Chapter 42 of the Iowa Code provides guidance on the other constraints imposed on
the redistricting process (our emphasis added):

> **42.4 Redistricting standards.**
>
> ...
>
> 1.b. Congressional districts shall each have a population *as nearly equal as
> practicable* to the ideal district population, derived as prescribed in paragraph
> “a” of this subsection. No congressional district shall have a population which
> varies by more than *one percent from the applicable ideal district population*,
> except as necessary to comply with Article III, section 37 of the Constitution
> of the State of Iowa.
>
> ...
>
> 3\. Districts shall be composed of convenient *contiguous territory*. Areas which
> meet only at the points of adjoining corners are not contiguous.
>
> 4\. Districts shall be *reasonably compact* in form, to the extent consistent
> with the standards established by subsections 1, 2, and 3. In general,
> reasonably compact districts are those which are square, rectangular, or
> hexagonal in shape, and not irregularly shaped, to the extent permitted by
> natural or political boundaries....
>
> 5\. No district shall be drawn for the purpose of favoring a political party,
> incumbent legislator or member of Congress, or other person or group, or for the
> purpose of augmenting or diluting the voting strength of a language or racial
> minority group. In establishing districts, *no use shall be made* of any of the
> following data:
>
> a. Addresses of incumbent legislators or members of Congress.
> b. Political affiliations of registered voters.
> c. Previous election results.
> d. Demographic information, other than population head counts, except as required by
> the Constitution and the laws of the United States.

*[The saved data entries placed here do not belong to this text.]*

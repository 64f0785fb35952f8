//! Windows process access.
//!
//! `ProcessHandle` implements [`ProcessMemory`] on top of the Win32 memory and
//! thread APIs; `SystemProvider` discovers and opens target processes.

#[cfg(target_os = "windows")]
pub use windows_impl::ProcessHandle;

use crate::error::{Error, Result};
use crate::window;

use super::{OpenedProcess, ProcessProvider, WindowHandle};

/// OS-backed process and window discovery.
#[derive(Debug, Default, Clone, Copy)]
pub struct SystemProvider;

impl ProcessProvider for SystemProvider {
    fn find_process_id(&self, name: &str) -> Option<u32> {
        window::find_process_id(name)
    }

    #[cfg(target_os = "windows")]
    fn open(&self, pid: u32) -> Result<OpenedProcess> {
        let handle = ProcessHandle::open(pid)?;
        let base_address = handle.base_address;
        let module_size = handle.module_size;
        Ok(OpenedProcess {
            process: std::sync::Arc::new(handle),
            base_address,
            module_size,
        })
    }

    #[cfg(not(target_os = "windows"))]
    fn open(&self, pid: u32) -> Result<OpenedProcess> {
        Err(Error::ProcessOpenFailed(format!(
            "pid {}: process access is only supported on Windows",
            pid
        )))
    }

    fn find_window(&self, pid: u32) -> Option<WindowHandle> {
        window::find_window_by_pid(pid).ok()
    }

    fn bring_to_front(&self, window: WindowHandle) -> Result<()> {
        window::ensure_foreground(window)
            .map_err(|e| Error::ProcessOpenFailed(format!("bring to front: {}", e)))
    }

    fn is_foreground(&self, window: WindowHandle) -> bool {
        window::is_foreground(window)
    }
}

#[cfg(target_os = "windows")]
mod windows_impl {
    use std::ffi::c_void;
    use std::time::Duration;

    use tracing::debug;
    use windows::Win32::Foundation::{
        CloseHandle, HANDLE, STILL_ACTIVE, WAIT_FAILED, WAIT_OBJECT_0, WAIT_TIMEOUT,
    };
    use windows::Win32::System::Diagnostics::Debug::{ReadProcessMemory, WriteProcessMemory};
    use windows::Win32::System::Diagnostics::ToolHelp::{
        CreateToolhelp32Snapshot, MODULEENTRY32W, Module32FirstW, TH32CS_SNAPMODULE,
        TH32CS_SNAPMODULE32,
    };
    use windows::Win32::System::Memory::{
        MEM_COMMIT, MEM_RELEASE, MEM_RESERVE, PAGE_EXECUTE_READWRITE, VirtualAllocEx,
        VirtualFreeEx,
    };
    use windows::Win32::System::Threading::{
        CreateRemoteThread, GetExitCodeProcess, GetExitCodeThread, OpenProcess,
        PROCESS_CREATE_THREAD, PROCESS_QUERY_INFORMATION, PROCESS_VM_OPERATION,
        PROCESS_VM_READ, PROCESS_VM_WRITE, WaitForSingleObject,
    };

    use crate::error::{Error, Result};
    use crate::memory::{ProcessMemory, ThreadOutcome, ThreadWait, classify_thread_wait};

    /// Open handle to a target process.
    pub struct ProcessHandle {
        handle: HANDLE,
        pub pid: u32,
        pub base_address: u64,
        pub module_size: u64,
    }

    // SAFETY: a process HANDLE is a kernel object reference; the Win32 calls made
    // through it are safe to issue from any thread.
    unsafe impl Send for ProcessHandle {}
    unsafe impl Sync for ProcessHandle {}

    impl ProcessHandle {
        pub fn open(pid: u32) -> Result<Self> {
            let access = PROCESS_VM_READ
                | PROCESS_VM_WRITE
                | PROCESS_VM_OPERATION
                | PROCESS_QUERY_INFORMATION
                | PROCESS_CREATE_THREAD;

            // SAFETY: OpenProcess has no memory-safety preconditions.
            let handle = unsafe { OpenProcess(access, false, pid) }
                .map_err(|e| Error::ProcessOpenFailed(format!("pid {}: {}", pid, e)))?;

            let (base_address, module_size) = match main_module(pid) {
                Ok(module) => module,
                Err(e) => {
                    // SAFETY: handle was returned by OpenProcess above.
                    let _ = unsafe { CloseHandle(handle) };
                    return Err(e);
                }
            };

            debug!(
                "Opened pid {} (base {:#x}, size {:#x})",
                pid, base_address, module_size
            );

            Ok(Self {
                handle,
                pid,
                base_address,
                module_size,
            })
        }

        /// Find a process by executable name and open it.
        pub fn find_and_open(name: &str) -> Result<Self> {
            let pid = crate::window::find_process_id(name)
                .ok_or_else(|| Error::ProcessNotFound(name.to_string()))?;
            Self::open(pid)
        }
    }

    /// Base address and image size of the first module (the executable).
    fn main_module(pid: u32) -> Result<(u64, u64)> {
        // SAFETY: snapshot handle is closed below on every path.
        unsafe {
            let snapshot = CreateToolhelp32Snapshot(TH32CS_SNAPMODULE | TH32CS_SNAPMODULE32, pid)
                .map_err(|e| Error::ProcessOpenFailed(format!("module snapshot: {}", e)))?;

            let mut entry = MODULEENTRY32W {
                dwSize: std::mem::size_of::<MODULEENTRY32W>() as u32,
                ..Default::default()
            };
            let result = Module32FirstW(snapshot, &mut entry);
            let _ = CloseHandle(snapshot);

            result.map_err(|e| Error::ProcessOpenFailed(format!("main module: {}", e)))?;
            Ok((entry.modBaseAddr as u64, entry.modBaseSize as u64))
        }
    }

    impl ProcessMemory for ProcessHandle {
        fn read_bytes(&self, address: u64, size: usize) -> Result<Vec<u8>> {
            let mut buffer = vec![0u8; size];
            let mut read = 0usize;
            // SAFETY: buffer is valid for `size` bytes; the remote address is
            // validated by the kernel.
            unsafe {
                ReadProcessMemory(
                    self.handle,
                    address as *const c_void,
                    buffer.as_mut_ptr().cast(),
                    size,
                    Some(&mut read),
                )
            }
            .map_err(|e| Error::MemoryReadFailed {
                address,
                message: e.to_string(),
            })?;
            buffer.truncate(read);
            Ok(buffer)
        }

        fn write_bytes(&self, address: u64, data: &[u8]) -> Result<()> {
            let mut written = 0usize;
            // SAFETY: data is valid for `data.len()` bytes.
            unsafe {
                WriteProcessMemory(
                    self.handle,
                    address as *const c_void,
                    data.as_ptr().cast(),
                    data.len(),
                    Some(&mut written),
                )
            }
            .map_err(|e| Error::MemoryWriteFailed {
                address,
                message: e.to_string(),
            })?;

            if written != data.len() {
                return Err(Error::MemoryWriteFailed {
                    address,
                    message: format!("short write ({} of {} bytes)", written, data.len()),
                });
            }
            Ok(())
        }

        fn allocate(&self, size: usize) -> Result<u64> {
            // SAFETY: VirtualAllocEx only touches the target's address space.
            let address = unsafe {
                VirtualAllocEx(
                    self.handle,
                    None,
                    size,
                    MEM_COMMIT | MEM_RESERVE,
                    PAGE_EXECUTE_READWRITE,
                )
            };
            if address.is_null() {
                return Err(Error::AllocationFailed {
                    size,
                    message: windows::core::Error::from_win32().to_string(),
                });
            }
            Ok(address as u64)
        }

        fn free(&self, address: u64) -> Result<()> {
            // SAFETY: MEM_RELEASE with size 0 frees the whole reservation.
            unsafe { VirtualFreeEx(self.handle, address as *mut c_void, 0, MEM_RELEASE) }.map_err(
                |e| Error::MemoryWriteFailed {
                    address,
                    message: format!("VirtualFreeEx: {}", e),
                },
            )
        }

        fn execute(&self, entry: u64, timeout: Duration) -> Result<ThreadOutcome> {
            // SAFETY: entry points at code written into the target by the caller;
            // the thread runs in the target, never in this process.
            let thread = unsafe {
                let start = std::mem::transmute::<
                    usize,
                    unsafe extern "system" fn(*mut c_void) -> u32,
                >(entry as usize);
                CreateRemoteThread(self.handle, None, 0, Some(start), None, 0, None)
            }
            .map_err(|e| Error::ThreadSpawnFailed {
                address: entry,
                message: e.to_string(),
            })?;

            let millis = u32::try_from(timeout.as_millis()).unwrap_or(u32::MAX - 1);
            // SAFETY: thread is a valid handle until closed below.
            let wait = unsafe { WaitForSingleObject(thread, millis) };

            let wait = if wait == WAIT_OBJECT_0 {
                ThreadWait::Signaled
            } else if wait == WAIT_TIMEOUT {
                ThreadWait::TimedOut
            } else if wait == WAIT_FAILED {
                ThreadWait::Failed(windows::core::Error::from_win32().to_string())
            } else {
                ThreadWait::Failed(format!("wait returned {:#x}", wait.0))
            };

            let outcome = classify_thread_wait(entry, wait, self.is_alive(), || {
                let mut exit_code = 0u32;
                // SAFETY: thread has finished; exit_code is a valid out-pointer.
                unsafe { GetExitCodeThread(thread, &mut exit_code) }
                    .map(|()| exit_code)
                    .map_err(|e| Error::WaitFailed {
                        address: entry,
                        message: format!("GetExitCodeThread: {}", e),
                    })
            });

            // SAFETY: closing our reference does not stop the remote thread.
            let _ = unsafe { CloseHandle(thread) };
            outcome
        }

        fn is_alive(&self) -> bool {
            let mut code = 0u32;
            // SAFETY: code is a valid out-pointer.
            match unsafe { GetExitCodeProcess(self.handle, &mut code) } {
                Ok(()) => code == STILL_ACTIVE.0 as u32,
                Err(_) => false,
            }
        }
    }

    impl Drop for ProcessHandle {
        fn drop(&mut self) {
            if !self.handle.is_invalid() {
                // SAFETY: handle came from OpenProcess and is closed exactly once.
                let _ = unsafe { CloseHandle(self.handle) };
            }
        }
    }
}
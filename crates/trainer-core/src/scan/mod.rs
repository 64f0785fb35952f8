mod pattern;
mod scanner;
mod signature;

pub use pattern::{Pattern, read_static_int};
pub use scanner::{DEFAULT_CHUNK_SIZE, ScanFlow, ScanHit, ScanState, SignatureScanner};
pub use signature::{
    CodeSignature, ResolvedOffsets, SignatureSet, load_signatures, save_signatures,
};
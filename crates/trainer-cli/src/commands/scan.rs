//! Scan command implementation.

use std::path::Path;
use std::time::Duration;

use anyhow::{Context, Result};
use owo_colors::OwoColorize;
use trainer_core::{Engine, EngineConfig, load_signatures};

/// Run the scan command
pub fn run(config: EngineConfig, wait: Duration, signatures: &Path, json: bool) -> Result<()> {
    let set = load_signatures(signatures)
        .with_context(|| format!("Failed to load signatures from {:?}", signatures))?;
    eprintln!(
        "Loaded {} signatures (version {})",
        set.signatures.len(),
        set.version
    );

    // Registered before attaching so the scans run ahead of the first live tick
    let engine = Engine::new(config);
    let resolved = engine.register_signatures(&set)?;
    let engine = super::attach(engine, wait)?;

    if json {
        println!("{}", serde_json::to_string_pretty(&resolved.snapshot())?);
        return Ok(());
    }

    let base = engine.memory().base_address();
    let mut missing = 0;
    for sig in &set.signatures {
        match resolved.get(&sig.name) {
            Some(offset) => println!(
                "{:<32} {} {}",
                sig.name,
                format!("+{:#X}", offset).green(),
                format!("({:#X})", base.wrapping_add_signed(offset)).dimmed()
            ),
            None => {
                missing += 1;
                println!("{:<32} {}", sig.name, "unresolved".red());
            }
        }
    }

    if missing > 0 {
        eprintln!("{} of {} signatures did not resolve", missing, set.signatures.len());
    }
    Ok(())
}
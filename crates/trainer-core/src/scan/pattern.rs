use std::fmt;
use std::str::FromStr;

use memchr::memmem;

use crate::error::{Error, Result};

/// Byte pattern with optional wildcard positions.
///
/// Patterns are the identity of a registered scan, so they order and hash by
/// their bytes.
#[derive(Debug, Clone, PartialEq, Eq, PartialOrd, Ord, Hash)]
pub struct Pattern(Vec<Option<u8>>);

impl Pattern {
    /// Literal pattern without wildcards.
    pub fn from_bytes(bytes: &[u8]) -> Self {
        Self(bytes.iter().copied().map(Some).collect())
    }

    pub fn len(&self) -> usize {
        self.0.len()
    }

    pub fn is_empty(&self) -> bool {
        self.0.is_empty()
    }

    pub fn has_wildcards(&self) -> bool {
        self.0.iter().any(Option::is_none)
    }

    pub fn bytes(&self) -> &[Option<u8>] {
        &self.0
    }

    fn literal(&self) -> Option<Vec<u8>> {
        self.0.iter().copied().collect()
    }

    /// Start positions of every match in `haystack` below `limit`.
    pub fn find_all(&self, haystack: &[u8], limit: usize) -> Vec<usize> {
        if self.is_empty() || limit == 0 || haystack.len() < self.len() {
            return Vec::new();
        }

        if let Some(needle) = self.literal() {
            return memmem::find_iter(haystack, &needle)
                .take_while(|&pos| pos < limit)
                .collect();
        }

        let mut results = Vec::new();
        let last = (haystack.len() - self.len()).min(limit.saturating_sub(1));

        'outer: for i in 0..=last {
            for (j, byte) in self.0.iter().enumerate() {
                if let Some(value) = byte
                    && haystack[i + j] != *value
                {
                    continue 'outer;
                }
            }
            results.push(i);
        }

        results
    }
}

impl From<&[u8]> for Pattern {
    fn from(bytes: &[u8]) -> Self {
        Self::from_bytes(bytes)
    }
}

impl<const N: usize> From<[u8; N]> for Pattern {
    fn from(bytes: [u8; N]) -> Self {
        Self::from_bytes(&bytes)
    }
}

impl From<Vec<u8>> for Pattern {
    fn from(bytes: Vec<u8>) -> Self {
        Self::from_bytes(&bytes)
    }
}

impl FromStr for Pattern {
    type Err = Error;

    /// Parse `"48 8D 0D ?? ?? ?? ??"`.
    fn from_str(pattern: &str) -> Result<Self> {
        let mut bytes = Vec::new();
        for token in pattern.split_whitespace() {
            if token == "??" || token == "?" {
                bytes.push(None);
                continue;
            }

            let value = u8::from_str_radix(token, 16)
                .map_err(|e| Error::InvalidPattern(format!("token '{}': {}", token, e)))?;
            bytes.push(Some(value));
        }

        if bytes.is_empty() {
            return Err(Error::InvalidPattern("pattern is empty".to_string()));
        }
        if bytes.iter().all(Option::is_none) {
            return Err(Error::InvalidPattern("pattern is all wildcards".to_string()));
        }

        Ok(Self(bytes))
    }
}

impl fmt::Display for Pattern {
    fn fmt(&self, f: &mut fmt::Formatter<'_>) -> fmt::Result {
        for (i, byte) in self.0.iter().enumerate() {
            if i > 0 {
                f.write_str(" ")?;
            }
            match byte {
                Some(value) => write!(f, "{:02X}", value)?,
                None => f.write_str("??")?,
            }
        }
        Ok(())
    }
}

/// Decode a RIP-relative 32-bit operand into an image-relative address.
///
/// `offset` is the image-relative start of `data`, `index` the position of the
/// displacement inside `data`, and `bytes_to_eol` the distance from `index` to
/// the end of the instruction (4 when the displacement is its last field).
pub fn read_static_int(
    offset: i64,
    index: usize,
    data: &[u8],
    bytes_to_eol: usize,
) -> Option<i64> {
    let disp: [u8; 4] = data.get(index..index + 4)?.try_into().ok()?;
    Some(offset + index as i64 + bytes_to_eol as i64 + i32::from_le_bytes(disp) as i64)
}
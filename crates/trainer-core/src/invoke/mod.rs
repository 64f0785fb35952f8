mod invoker;
mod stub;

pub use invoker::{DEFAULT_CALL_TIMEOUT, RemoteInvoker, ScratchTracker};
pub use stub::{CallArgs, FloatRegister, IntRegister, StubBuilder, call_stub};
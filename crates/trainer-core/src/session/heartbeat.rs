use std::sync::atomic::{AtomicBool, Ordering};
use std::sync::{Condvar, Mutex};
use std::time::Duration;

/// Stop and pause control for the heartbeat thread.
///
/// Waits on this signal end early when the heartbeat is stopped, so shutdown
/// never has to sit out a full period.
pub struct HeartbeatSignal {
    stopped: AtomicBool,
    paused: AtomicBool,
    condvar: Condvar,
    mutex: Mutex<()>,
}

impl HeartbeatSignal {
    pub fn new() -> Self {
        Self {
            stopped: AtomicBool::new(false),
            paused: AtomicBool::new(false),
            condvar: Condvar::new(),
            mutex: Mutex::new(()),
        }
    }

    /// Stop the heartbeat, waking all waiting threads.
    pub fn trigger(&self) {
        self.stopped.store(true, Ordering::SeqCst);
        let _guard = self.mutex.lock();
        self.condvar.notify_all();
    }

    pub fn is_stopped(&self) -> bool {
        self.stopped.load(Ordering::SeqCst)
    }

    /// Re-arm after a stop so the engine can be started again.
    pub fn reset(&self) {
        self.stopped.store(false, Ordering::SeqCst);
    }

    /// Suspend polling. The heartbeat finishes its current tick first.
    pub fn pause(&self) {
        self.paused.store(true, Ordering::SeqCst);
    }

    pub fn resume(&self) {
        self.paused.store(false, Ordering::SeqCst);
        let _guard = self.mutex.lock();
        self.condvar.notify_all();
    }

    pub fn is_paused(&self) -> bool {
        self.paused.load(Ordering::SeqCst)
    }

    /// Wait for the specified duration or until the heartbeat is stopped.
    ///
    /// Returns `true` if stopped, `false` if the wait completed normally.
    pub fn wait(&self, duration: Duration) -> bool {
        if self.is_stopped() {
            return true;
        }

        let guard = match self.mutex.lock() {
            Ok(guard) => guard,
            Err(_) => return true,
        };
        let result = self
            .condvar
            .wait_timeout_while(guard, duration, |_| !self.is_stopped());

        match result {
            Ok((_, timeout_result)) => !timeout_result.timed_out(),
            // Mutex poisoned, treat as stopped
            Err(_) => true,
        }
    }

    /// Block while paused, checking back every `poll`.
    ///
    /// Returns `true` if the heartbeat was stopped meanwhile.
    pub fn wait_while_paused(&self, poll: Duration) -> bool {
        while self.is_paused() {
            if self.is_stopped() {
                return true;
            }
            let guard = match self.mutex.lock() {
                Ok(guard) => guard,
                Err(_) => return true,
            };
            let _ = self.condvar.wait_timeout_while(guard, poll, |_| {
                self.is_paused() && !self.is_stopped()
            });
        }
        self.is_stopped()
    }
}

impl Default for HeartbeatSignal {
    fn default() -> Self {
        Self::new()
    }
}

#[cfg(test)]
mod tests {
    use super::*;
    use std::sync::Arc;
    use std::thread;
    use std::time::Instant;

    #[test]
    fn test_initial_state() {
        let signal = HeartbeatSignal::new();
        assert!(!signal.is_stopped());
        assert!(!signal.is_paused());
    }

    #[test]
    fn test_trigger_and_reset() {
        let signal = HeartbeatSignal::new();
        signal.trigger();
        assert!(signal.is_stopped());
        signal.reset();
        assert!(!signal.is_stopped());
    }

    #[test]
    fn test_wait_timeout() {
        let signal = HeartbeatSignal::new();
        let start = Instant::now();
        let stopped = signal.wait(Duration::from_millis(50));
        let elapsed = start.elapsed();

        assert!(!stopped);
        assert!(elapsed >= Duration::from_millis(50));
        assert!(elapsed < Duration::from_millis(500));
    }

    #[test]
    fn test_wait_interrupted() {
        let signal = Arc::new(HeartbeatSignal::new());
        let signal_clone = Arc::clone(&signal);

        let handle = thread::spawn(move || {
            let start = Instant::now();
            let stopped = signal_clone.wait(Duration::from_secs(10));
            (stopped, start.elapsed())
        });

        // Give the thread time to start waiting
        thread::sleep(Duration::from_millis(50));
        signal.trigger();

        let (stopped, elapsed) = handle.join().unwrap();
        assert!(stopped);
        assert!(elapsed < Duration::from_secs(1));
    }

    #[test]
    fn test_resume_releases_paused_thread() {
        let signal = Arc::new(HeartbeatSignal::new());
        signal.pause();
        let signal_clone = Arc::clone(&signal);

        let handle = thread::spawn(move || {
            let start = Instant::now();
            let stopped = signal_clone.wait_while_paused(Duration::from_secs(10));
            (stopped, start.elapsed())
        });

        thread::sleep(Duration::from_millis(50));
        assert!(!handle.is_finished());
        signal.resume();

        let (stopped, elapsed) = handle.join().unwrap();
        assert!(!stopped);
        assert!(elapsed < Duration::from_secs(1));
    }

    #[test]
    fn test_stop_releases_paused_thread() {
        let signal = Arc::new(HeartbeatSignal::new());
        signal.pause();
        let signal_clone = Arc::clone(&signal);

        let handle = thread::spawn(move || signal_clone.wait_while_paused(Duration::from_secs(10)));

        thread::sleep(Duration::from_millis(50));
        signal.trigger();
        assert!(handle.join().unwrap());
    }

    #[test]
    fn test_not_paused_returns_immediately() {
        let signal = HeartbeatSignal::new();
        let start = Instant::now();
        assert!(!signal.wait_while_paused(Duration::from_secs(10)));
        assert!(start.elapsed() < Duration::from_millis(100));
    }
}
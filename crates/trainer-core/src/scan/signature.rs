use serde::{Deserialize, Serialize};
use std::collections::BTreeMap;
use std::fs;
use std::path::Path;
use std::sync::{Arc, Mutex, PoisonError};

use crate::error::Result;

use super::pattern::Pattern;
use super::scanner::{ScanFlow, SignatureScanner};

/// A code signature that locates a RIP-relative operand.
///
/// The match starts `instr_offset` bytes before the instruction of interest;
/// its 32-bit displacement sits `disp_offset` bytes into an instruction that
/// is `instr_len` bytes long.
#[derive(Debug, Clone, Serialize, Deserialize)]
pub struct CodeSignature {
    pub name: String,
    pub pattern: String,
    #[serde(default)]
    pub instr_offset: usize,
    pub disp_offset: usize,
    pub instr_len: usize,
    #[serde(default)]
    pub addend: i64,
}

impl CodeSignature {
    pub fn pattern(&self) -> Result<Pattern> {
        self.pattern.parse()
    }

    fn bytes_to_eol(&self) -> usize {
        self.instr_len.saturating_sub(self.disp_offset)
    }
}

#[derive(Debug, Clone, Serialize, Deserialize)]
pub struct SignatureSet {
    pub version: String,
    pub signatures: Vec<CodeSignature>,
}

/// Image-relative offsets resolved by a [`SignatureSet`], filled in as scans run.
#[derive(Debug, Clone, Default)]
pub struct ResolvedOffsets(Arc<Mutex<BTreeMap<String, i64>>>);

impl ResolvedOffsets {
    pub fn get(&self, name: &str) -> Option<i64> {
        self.0
            .lock()
            .unwrap_or_else(PoisonError::into_inner)
            .get(name)
            .copied()
    }

    pub fn snapshot(&self) -> BTreeMap<String, i64> {
        self.0.lock().unwrap_or_else(PoisonError::into_inner).clone()
    }

    fn insert(&self, name: &str, offset: i64) {
        self.0
            .lock()
            .unwrap_or_else(PoisonError::into_inner)
            .insert(name.to_string(), offset);
    }
}

impl SignatureSet {
    pub fn signature(&self, name: &str) -> Option<&CodeSignature> {
        self.signatures
            .iter()
            .find(|sig| sig.name.eq_ignore_ascii_case(name))
    }

    /// Register one scan per signature. Each scan keeps searching until a match
    /// whose operand can be decoded.
    pub fn register(&self, scanner: &mut SignatureScanner) -> Result<ResolvedOffsets> {
        let resolved = ResolvedOffsets::default();

        for sig in &self.signatures {
            let pattern = sig.pattern()?;
            let results = resolved.clone();
            let name = sig.name.clone();
            let operand = sig.instr_offset + sig.disp_offset;
            let bytes_to_eol = sig.bytes_to_eol();
            let addend = sig.addend;

            scanner.add_scan_with_continuation(pattern, move |hit| {
                match hit.read_static_int(hit.index + operand, bytes_to_eol) {
                    Some(target) => {
                        results.insert(&name, target + addend);
                        ScanFlow::Accept
                    }
                    None => ScanFlow::KeepSearching,
                }
            })?;
        }

        Ok(resolved)
    }
}

pub fn load_signatures<P: AsRef<Path>>(path: P) -> Result<SignatureSet> {
    let content = fs::read_to_string(&path)?;
    let data = serde_json::from_str(&content)?;
    Ok(data)
}

pub fn save_signatures<P: AsRef<Path>>(path: P, signatures: &SignatureSet) -> Result<()> {
    let content = serde_json::to_string_pretty(signatures)?;
    fs::write(path, content)?;
    Ok(())
}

The section goes on to provide two specific measures of compactness that should be
used to compare districts, one of which is the total perimeter of all districts. 
If the total perimeter is small, then the districts relatively compact.

Contiguity of districts and no reliance on partisan or demographic data 
are built-in to `redist`.  We'll look at how to specify the desired population
deviation (no more than 1% by law) in the next section, and discuss compactness
in the [simulation section](#simulate).

## Setting up the problem in `redist`
In `redist`, a basic redistricting problem is defined by an object of type
`redist_map`, which can be constructed using the eponymous function.  The user
must provide a vector of population counts (defaults to the `pop` column, if
one exists) and the desired population parity, and the number of districts.
The latter can be inferred if a reference redistricting plan exists.  For Iowa,
we'll use the adopted 2010 plan as a reference.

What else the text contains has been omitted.